Data clustering is a discovery process that partitions a data set into groups (clusters) such that data points within the same group have high similarity while being very dissimilar to points in other groups (Han & Kamber, 2001). The ultimate goal of data clustering is to discover natural groupings in a set of patterns, points, or objects without prior knowledge of any class labels. In fact, in the machine-learning literature, data clustering is typically regarded as a form of unsupervised learning as opposed to supervised learning. In unsupervised learning or clustering, there is no training function as in supervised learning.
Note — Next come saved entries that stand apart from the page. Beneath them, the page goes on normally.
//! Configuration tests
//!
//! Covers narrowing, caller policy composition, the unchecked extension path
//! and the alternative entry points (trees, pre-parsed documents, raw bytes).

use markup_guard::unchecked::{Justification, also_allow_attributes, also_allow_tags};
use markup_guard::{
    AttributeSpec, Builder, HtmlSanitizer, InertParser, SanitizerError,
    SanitizerOptions, SourceDocument, SourceElement, SourceNode,
};

/// Test that narrowing tags turns removed tags into spans, not into text
#[test]
fn test_only_allow_tags_converts_the_rest() {
    let sanitizer = Builder::new()
        .only_allow_tags(&["p"])
        .build()
        .expect("valid configuration");

    assert_eq!(
        sanitizer.sanitize("<p><b>bold</b></p><script>x</script>").as_str(),
        "<p><span>bold</span></p>"
    );
}

/// Test that a narrowing policy runs before the built-in URL policy
#[test]
fn test_attribute_policy_narrows_url() {
    let sanitizer = Builder::new()
        .only_allow_attributes([AttributeSpec::on_tag("a", "href").with_policy(
            |value, hints, _| {
                assert_eq!(hints.tag_name, "a");
                assert_eq!(hints.attribute_name, "href");
                value.starts_with("https://").then(|| value.to_string())
            },
        )])
        .build()
        .expect("valid configuration");

    assert_eq!(
        sanitizer
            .sanitize(r#"<a href="https://example.com" title="x">a</a><a href="/local">b</a>"#)
            .as_str(),
        r#"<a href="https://example.com">a</a><a>b</a>"#
    );
}

/// Test that a narrowing policy cannot widen what the base policy accepts
#[test]
fn test_attribute_policy_cannot_widen() {
    let sanitizer = Builder::new()
        .only_allow_attributes([
            AttributeSpec::new("href").with_policy(|_, _, _| Some("javascript:alert(1)".to_string()))
        ])
        .build()
        .expect("valid configuration");

    assert_eq!(
        sanitizer.sanitize(r#"<a href="https://example.com">a</a>"#).as_str(),
        "<a>a</a>"
    );
}

/// Test that id and class need a token policy and are re-validated
#[test]
fn test_token_policy_for_id_and_class() {
    let sanitizer = Builder::new()
        .with_custom_token_policy(|token, _, _| Some(format!("user-{token}")))
        .build()
        .expect("valid configuration");

    assert_eq!(
        sanitizer
            .sanitize(r#"<p id="intro" class="a  b">x</p>"#)
            .as_str(),
        r#"<p id="user-intro" class="user-a user-b">x</p>"#
    );

    let widening = Builder::new()
        .with_custom_token_policy(|_, _, _| Some("two words".to_string()))
        .build()
        .expect("valid configuration");
    assert_eq!(widening.sanitize(r#"<p id="x">x</p>"#).as_str(), "<p>x</p>");
}

/// Test that the style narrowing policy receives the parsed declaration
#[test]
fn test_style_policy_sees_parsed_declaration() {
    let sanitizer = Builder::new()
        .allow_css_styles()
        .only_allow_attributes([AttributeSpec::new("style").with_policy(|_, _, ctx| {
            let style = ctx.css_style?;
            style.property_value("color").map(|color| format!("color: {color}"))
        })])
        .build()
        .expect("valid configuration");

    assert_eq!(
        sanitizer
            .sanitize(r#"<p style="margin: 0; COLOR: blue">x</p>"#)
            .as_str(),
        r#"<p style="color: blue;">x</p>"#
    );
}

/// Test that unchecked tag widening keeps a normally blacklisted tag
#[test]
fn test_unchecked_tag_widening() {
    let mut builder = Builder::new();
    also_allow_tags(
        &Justification::new("media is hosted on our own CDN"),
        &mut builder,
        &["video"],
    );
    let sanitizer = builder.build().expect("valid configuration");

    assert_eq!(
        sanitizer.sanitize("<video>fallback</video>").as_str(),
        "<video>fallback</video>"
    );
}

/// Test that unchecked attribute widening without a policy trims the value
#[test]
fn test_unchecked_attribute_without_policy() {
    let mut builder = Builder::new();
    also_allow_attributes(
        &Justification::new("microdata is rendered by a trusted template"),
        &mut builder,
        [("div", "itemprop")],
    );
    let sanitizer = builder.build().expect("valid configuration");

    assert_eq!(
        sanitizer
            .sanitize(r#"<div itemprop=" name ">x</div><p itemprop="name">y</p>"#)
            .as_str(),
        r#"<div itemprop="name">x</div><p>y</p>"#
    );
}

/// Test that options map onto the same configuration as the builder
#[test]
fn test_options_match_builder() {
    let options = SanitizerOptions {
        allow_css_styles: true,
        add_original_tag_names: true,
        allowed_tags: Some(vec!["p".to_string(), "span".to_string()]),
        data_attributes: vec!["data-x".to_string()],
        ..SanitizerOptions::default()
    };
    let from_options = Builder::from_options(&options)
        .build()
        .expect("valid options");
    let from_builder = Builder::new()
        .allow_css_styles()
        .add_original_tag_names()
        .allow_data_attributes(&["data-x"])
        .only_allow_tags(&["p", "span"])
        .build()
        .expect("valid configuration");

    let html = r#"<p style="color: red" data-x="1"><em>x</em></p>"#;
    assert_eq!(from_options.sanitize(html), from_builder.sanitize(html));
    assert_eq!(
        from_options.sanitize(html).as_str(),
        r#"<p style="color: red;" data-x="1"><span data-sanitizer-original-tag="em">x</span></p>"#
    );
}

/// Test that configuration errors carry distinct codes
#[test]
fn test_configuration_error_codes() {
    let err = Builder::new()
        .only_allow_attributes([("a", "onclick")])
        .build()
        .expect_err("onclick is never whitelisted");

    assert_eq!(err.code(), 2);
    assert!(err.is_configuration_error());
    assert_eq!(
        err,
        SanitizerError::AttributeNotWhitelisted {
            tag: "a".to_string(),
            attribute: "onclick".to_string()
        }
    );
}

/// Test that the clean tree exposes structure and attributes
#[test]
fn test_sanitize_to_tree() {
    let sanitizer = HtmlSanitizer::default();
    let tree = sanitizer.sanitize_to_tree(r#"<p title="t">a<b>b</b></p>"#);

    let root = tree.as_element().expect("root element");
    assert_eq!(root.tag_name(), "span");
    let p = root.children()[0].as_element().expect("paragraph");
    assert_eq!(p.tag_name(), "p");
    assert_eq!(p.attribute("title"), Some("t"));
    assert_eq!(tree.text_content(), "ab");
    assert_eq!(tree.inner_html(), r#"<p title="t">a<b>b</b></p>"#);
}

/// Test that a hand-built document is sanitized like parsed input
#[test]
fn test_sanitize_document() {
    let document = SourceDocument::new(vec![
        SourceElement::new("p")
            .with_attribute("onclick", "x()")
            .with_attribute("title", "first")
            .with_attribute("title", "last")
            .with_child(SourceNode::text("hello"))
            .with_child(SourceElement::new("script").with_child(SourceNode::text("bad()")))
            .into(),
        SourceNode::Comment("c".to_string()),
    ]);

    let tree = HtmlSanitizer::default().sanitize_document(&document);

    assert_eq!(tree.inner_html(), r#"<p title="last">hello</p>"#);
}

/// Test that raw bytes are decoded with the declared charset
#[test]
fn test_sanitize_bytes() {
    let sanitizer = HtmlSanitizer::default();

    let html = sanitizer
        .sanitize_bytes(
            b"<meta charset=\"windows-1252\"><p>\x80 5<script>x</script></p>",
            None,
        )
        .expect("decodable input");
    assert_eq!(html.as_str(), "<p>€ 5</p>");

    assert!(matches!(
        sanitizer.sanitize_bytes(b"", None),
        Err(SanitizerError::InvalidInput(_))
    ));
    assert!(matches!(
        sanitizer.sanitize_bytes(b"<p>\xFF</p>", None),
        Err(SanitizerError::EncodingError(_))
    ));
}

/// Test that a caller-supplied parser is used
#[test]
fn test_custom_parser() {
    struct FixedParser;

    impl InertParser for FixedParser {
        fn parse(&self, _markup: &str) -> SourceDocument {
            SourceDocument::new(vec![
                SourceElement::new("em")
                    .with_child(SourceNode::text("fixed"))
                    .into(),
            ])
        }
    }

    let sanitizer = Builder::new()
        .with_parser(FixedParser)
        .build()
        .expect("valid configuration");

    assert_eq!(sanitizer.sanitize("<p>ignored</p>").as_str(), "<em>fixed</em>");
    assert!(matches!(
        sanitizer.sanitize_to_tree("").as_element().map(|e| e.children().len()),
        Some(1)
    ));
}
There are many applications for data clustering including, but not limited to, pattern recognition, data analysis, data compression, image processing, understanding genomic data, and market-basket research.
Key Terms in this Chapter
Data Clustering: Data clustering is a discovery process that partitions a data set into groups such that data points within a group have high similarity in comparison to one another but are very dissimilar to points in other groups.
Data Mining: Data mining is a knowledge discovery process that focuses on extracting previously unknown, actionable information from very large databases.
Unsupervised Learning: This is a machine-learning approach in which a model is fit to a given set of observations. It is distinguished from supervised learning by the fact that there is no a priori output.
Cluster: A cluster is a group of objects having some common natural characteristics.
Hybrid Clustering: Hybrid clustering is a clustering process that partitions a data set into preliminary clusters and then constructs a hierarchical structure upon these subclusters based on a given similarity measure.
Hierarchical Clustering: Hierarchical clustering is the process of creating a hierarchical decomposition of a data set.
Distance Measure: This measure is a metric that is used to compute the distance between two data objects. The most commonly used distance measures are Manhattan distance and Euclidean distance.
Partitioning Clustering: Partitioning clustering is the process of generating a single partition of the data in an attempt to recover any natural groupings hidden in the data.